**Exercise data:**
//! The hub gateway transport.
//!
//! The hub speaks plain HTTP GET: one URL shape per command class for
//! requests, `/buffstatus.xml` for the shared response buffer, and a hub
//! command to clear that buffer. Everything above this module sees only the
//! [`HubTransport`] trait, which is also how the test hub simulator gets
//! injected at session construction.

use crate::error::TransportError;
use async_trait::async_trait;
use insteon_wire::HexString;
use serde::{Deserialize, Serialize};
use std::time::Duration;
use tracing::{debug, trace};

/// Request line that clears the hub's response buffer.
const CLEAR_BUFFER_LINE: &str = "/1?XB=M=1";

/// Session configuration.
#[derive(Debug, Clone, Serialize, Deserialize)]
pub struct SessionConfig {
    /// Hub host name or IP.
    pub host: String,
    /// Hub HTTP port.
    #[serde(default = "default_port")]
    pub port: u16,
    /// Basic-auth user.
    #[serde(default)]
    pub username: String,
    /// Basic-auth password.
    #[serde(default)]
    pub password: String,
    /// HTTP request timeout in milliseconds.
    #[serde(default = "default_http_timeout_ms")]
    pub http_timeout_ms: u64,
    /// Minimum spacing between commands in milliseconds.
    #[serde(default = "default_command_spacing_ms")]
    pub command_spacing_ms: u64,
    /// Base delay for the linear retry backoff in milliseconds.
    #[serde(default = "default_retry_base_delay_ms")]
    pub retry_base_delay_ms: u64,
    /// Poll interval while waiting on the response buffer, milliseconds.
    #[serde(default = "default_poll_interval_ms")]
    pub poll_interval_ms: u64,
}

fn default_port() -> u16 {
    25105
}

fn default_http_timeout_ms() -> u64 {
    10_000
}

fn default_command_spacing_ms() -> u64 {
    50
}

fn default_retry_base_delay_ms() -> u64 {
    100
}

fn default_poll_interval_ms() -> u64 {
    50
}

impl Default for SessionConfig {
    fn default() -> Self {
        SessionConfig {
            host: String::new(),
            port: default_port(),
            username: String::new(),
            password: String::new(),
            http_timeout_ms: default_http_timeout_ms(),
            command_spacing_ms: default_command_spacing_ms(),
            retry_base_delay_ms: default_retry_base_delay_ms(),
            poll_interval_ms: default_poll_interval_ms(),
        }
    }
}

impl SessionConfig {
    pub fn new(host: impl Into<String>) -> Self {
        SessionConfig {
            host: host.into(),
            ..Default::default()
        }
    }

    pub fn with_port(mut self, port: u16) -> Self {
        self.port = port;
        self
    }

    pub fn with_credentials(
        mut self,
        username: impl Into<String>,
        password: impl Into<String>,
    ) -> Self {
        self.username = username.into();
        self.password = password.into();
        self
    }

    pub fn command_spacing(&self) -> Duration {
        Duration::from_millis(self.command_spacing_ms)
    }

    pub fn retry_base_delay(&self) -> Duration {
        Duration::from_millis(self.retry_base_delay_ms)
    }

    pub fn poll_interval(&self) -> Duration {
        Duration::from_millis(self.poll_interval_ms)
    }
}

/// The hub gateway seen as three operations: send a command line, read the
/// shared response buffer, clear it.
#[async_trait]
pub trait HubTransport: Send + Sync {
    /// Issue a command request line.
    async fn send_request(&self, line: &str) -> Result<(), TransportError>;

    /// Fetch the current contents of the hub's response buffer.
    async fn read_buffer(&self) -> Result<HexString, TransportError>;

    /// Ask the hub to discard its response buffer.
    async fn clear_buffer(&self) -> Result<(), TransportError>;
}

/// HTTP transport against a physical hub.
pub struct HttpHubTransport {
    client: reqwest::Client,
    base_url: String,
    username: String,
    password: String,
}

impl HttpHubTransport {
    pub fn new(config: &SessionConfig) -> Result<Self, TransportError> {
        let client = reqwest::Client::builder()
            .timeout(Duration::from_millis(config.http_timeout_ms))
            .build()
            .map_err(|e| TransportError::Failed(e.to_string()))?;
        Ok(HttpHubTransport {
            client,
            base_url: format!("http://{}:{}", config.host, config.port),
            username: config.username.clone(),
            password: config.password.clone(),
        })
    }

    async fn get(&self, path: &str) -> Result<String, TransportError> {
        let url = format!("{}{}", self.base_url, path);
        trace!(%url, "hub GET");
        let response = self
            .client
            .get(&url)
            .basic_auth(&self.username, Some(&self.password))
            .send()
            .await
            .map_err(translate_reqwest)?;
        let status = response.status();
        if status.is_client_error() {
            return Err(TransportError::Rejected(format!("HTTP {}", status)));
        }
        if !status.is_success() {
            return Err(TransportError::Failed(format!("HTTP {}", status)));
        }
        response.text().await.map_err(translate_reqwest)
    }
}

fn translate_reqwest(err: reqwest::Error) -> TransportError {
    if err.is_timeout() {
        TransportError::Timeout
    } else if err.is_connect() || err.is_request() {
        TransportError::Interrupted(err.to_string())
    } else {
        TransportError::Failed(err.to_string())
    }
}

/// Pull the hex payload out of the `buffstatus.xml` body.
fn extract_buffer_payload(body: &str) -> Option<&str> {
    let start = body.find("<BS>")? + "<BS>".len();
    let end = body[start..].find("</BS>")? + start;
    Some(&body[start..end])
}

#[async_trait]
impl HubTransport for HttpHubTransport {
    async fn send_request(&self, line: &str) -> Result<(), TransportError> {
        self.get(line).await.map(|_| ())
    }

    async fn read_buffer(&self) -> Result<HexString, TransportError> {
        let body = self.get("/buffstatus.xml").await?;
        let payload = extract_buffer_payload(&body)
            .ok_or_else(|| TransportError::Failed("malformed buffstatus response".into()))?;
        HexString::parse(payload).map_err(|e| TransportError::Failed(e.to_string()))
    }

    async fn clear_buffer(&self) -> Result<(), TransportError> {
        debug!("clearing hub response buffer");
        self.get(CLEAR_BUFFER_LINE).await.map(|_| ())
    }
}

#[cfg(test)]
mod tests {
    use super::*;

    #[test]
    fn test_extract_buffer_payload() {
        let body = "<response><BS>0250AA</BS></response>";
        assert_eq!(extract_buffer_payload(body), Some("0250AA"));
        assert_eq!(extract_buffer_payload("<response></response>"), None);
    }

    #[test]
    fn test_config_defaults() {
        let config = SessionConfig::new("192.168.1.5").with_credentials("user", "pass");
        assert_eq!(config.port, 25105);
        assert_eq!(config.command_spacing(), Duration::from_millis(50));
        assert_eq!(config.retry_base_delay(), Duration::from_millis(100));
    }

    #[test]
    fn test_config_deserializes_with_defaults() {
        let config: SessionConfig = serde_json::from_str(r#"{"host": "hub.local"}"#).unwrap();
        assert_eq!(config.host, "hub.local");
        assert_eq!(config.port, 25105);
        assert_eq!(config.poll_interval(), Duration::from_millis(50));
    }
}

**Task objective:**
The answer must be the same records, repeated exactly and in full.

**Answer to this exercise:**
//! The hub gateway transport.
//!
//! The hub speaks plain HTTP GET: one URL shape per command class for
//! requests, `/buffstatus.xml` for the shared response buffer, and a hub
//! command to clear that buffer. Everything above this module sees only the
//! [`HubTransport`] trait, which is also how the test hub simulator gets
//! injected at session construction.

use crate::error::TransportError;
use async_trait::async_trait;
use insteon_wire::HexString;
use serde::{Deserialize, Serialize};
use std::time::Duration;
use tracing::{debug, trace};

/// Request line that clears the hub's response buffer.
const CLEAR_BUFFER_LINE: &str = "/1?XB=M=1";

/// Session configuration.
#[derive(Debug, Clone, Serialize, Deserialize)]
pub struct SessionConfig {
    /// Hub host name or IP.
    pub host: String,
    /// Hub HTTP port.
    #[serde(default = "default_port")]
    pub port: u16,
    /// Basic-auth user.
    #[serde(default)]
    pub username: String,
    /// Basic-auth password.
    #[serde(default)]
    pub password: String,
    /// HTTP request timeout in milliseconds.
    #[serde(default = "default_http_timeout_ms")]
    pub http_timeout_ms: u64,
    /// Minimum spacing between commands in milliseconds.
    #[serde(default = "default_command_spacing_ms")]
    pub command_spacing_ms: u64,
    /// Base delay for the linear retry backoff in milliseconds.
    #[serde(default = "default_retry_base_delay_ms")]
    pub retry_base_delay_ms: u64,
    /// Poll interval while waiting on the response buffer, milliseconds.
    #[serde(default = "default_poll_interval_ms")]
    pub poll_interval_ms: u64,
}

fn default_port() -> u16 {
    25105
}

fn default_http_timeout_ms() -> u64 {
    10_000
}

fn default_command_spacing_ms() -> u64 {
    50
}

fn default_retry_base_delay_ms() -> u64 {
    100
}

fn default_poll_interval_ms() -> u64 {
    50
}

impl Default for SessionConfig {
    fn default() -> Self {
        SessionConfig {
            host: String::new(),
            port: default_port(),
            username: String::new(),
            password: String::new(),
            http_timeout_ms: default_http_timeout_ms(),
            command_spacing_ms: default_command_spacing_ms(),
            retry_base_delay_ms: default_retry_base_delay_ms(),
            poll_interval_ms: default_poll_interval_ms(),
        }
    }
}

impl SessionConfig {
    pub fn new(host: impl Into<String>) -> Self {
        SessionConfig {
            host: host.into(),
            ..Default::default()
        }
    }

    pub fn with_port(mut self, port: u16) -> Self {
        self.port = port;
        self
    }

    pub fn with_credentials(
        mut self,
        username: impl Into<String>,
        password: impl Into<String>,
    ) -> Self {
        self.username = username.into();
        self.password = password.into();
        self
    }

    pub fn command_spacing(&self) -> Duration {
        Duration::from_millis(self.command_spacing_ms)
    }

    pub fn retry_base_delay(&self) -> Duration {
        Duration::from_millis(self.retry_base_delay_ms)
    }

    pub fn poll_interval(&self) -> Duration {
        Duration::from_millis(self.poll_interval_ms)
    }
}

/// The hub gateway seen as three operations: send a command line, read the
/// shared response buffer, clear it.
#[async_trait]
pub trait HubTransport: Send + Sync {
    /// Issue a command request line.
    async fn send_request(&self, line: &str) -> Result<(), TransportError>;

    /// Fetch the current contents of the hub's response buffer.
    async fn read_buffer(&self) -> Result<HexString, TransportError>;

    /// Ask the hub to discard its response buffer.
    async fn clear_buffer(&self) -> Result<(), TransportError>;
}

/// HTTP transport against a physical hub.
pub struct HttpHubTransport {
    client: reqwest::Client,
    base_url: String,
    username: String,
    password: String,
}

impl HttpHubTransport {
    pub fn new(config: &SessionConfig) -> Result<Self, TransportError> {
        let client = reqwest::Client::builder()
            .timeout(Duration::from_millis(config.http_timeout_ms))
            .build()
            .map_err(|e| TransportError::Failed(e.to_string()))?;
        Ok(HttpHubTransport {
            client,
            base_url: format!("http://{}:{}", config.host, config.port),
            username: config.username.clone(),
            password: config.password.clone(),
        })
    }

    async fn get(&self, path: &str) -> Result<String, TransportError> {
        let url = format!("{}{}", self.base_url, path);
        trace!(%url, "hub GET");
        let response = self
            .client
            .get(&url)
            .basic_auth(&self.username, Some(&self.password))
            .send()
            .await
            .map_err(translate_reqwest)?;
        let status = response.status();
        if status.is_client_error() {
            return Err(TransportError::Rejected(format!("HTTP {}", status)));
        }
        if !status.is_success() {
            return Err(TransportError::Failed(format!("HTTP {}", status)));
        }
        response.text().await.map_err(translate_reqwest)
    }
}

fn translate_reqwest(err: reqwest::Error) -> TransportError {
    if err.is_timeout() {
        TransportError::Timeout
    } else if err.is_connect() || err.is_request() {
        TransportError::Interrupted(err.to_string())
    } else {
        TransportError::Failed(err.to_string())
    }
}

/// Pull the hex payload out of the `buffstatus.xml` body.
fn extract_buffer_payload(body: &str) -> Option<&str> {
    let start = body.find("<BS>")? + "<BS>".len();
    let end = body[start..].find("</BS>")? + start;
    Some(&body[start..end])
}

#[async_trait]
impl HubTransport for HttpHubTransport {
    async fn send_request(&self, line: &str) -> Result<(), TransportError> {
        self.get(line).await.map(|_| ())
    }

    async fn read_buffer(&self) -> Result<HexString, TransportError> {
        let body = self.get("/buffstatus.xml").await?;
        let payload = extract_buffer_payload(&body)
            .ok_or_else(|| TransportError::Failed("malformed buffstatus response".into()))?;
        HexString::parse(payload).map_err(|e| TransportError::Failed(e.to_string()))
    }

    async fn clear_buffer(&self) -> Result<(), TransportError> {
        debug!("clearing hub response buffer");
        self.get(CLEAR_BUFFER_LINE).await.map(|_| ())
    }
}

#[cfg(test)]
mod tests {
    use super::*;

    #[test]
    fn test_extract_buffer_payload() {
        let body = "<response><BS>0250AA</BS></response>";
        assert_eq!(extract_buffer_payload(body), Some("0250AA"));
        assert_eq!(extract_buffer_payload("<response></response>"), None);
    }

    #[test]
    fn test_config_defaults() {
        let config = SessionConfig::new("192.168.1.5").with_credentials("user", "pass");
        assert_eq!(config.port, 25105);
        assert_eq!(config.command_spacing(), Duration::from_millis(50));
        assert_eq!(config.retry_base_delay(), Duration::from_millis(100));
    }

    #[test]
    fn test_config_deserializes_with_defaults() {
        let config: SessionConfig = serde_json::from_str(r#"{"host": "hub.local"}"#).unwrap();
        assert_eq!(config.host, "hub.local");
        assert_eq!(config.port, 25105);
        assert_eq!(config.poll_interval(), Duration::from_millis(50));
    }
}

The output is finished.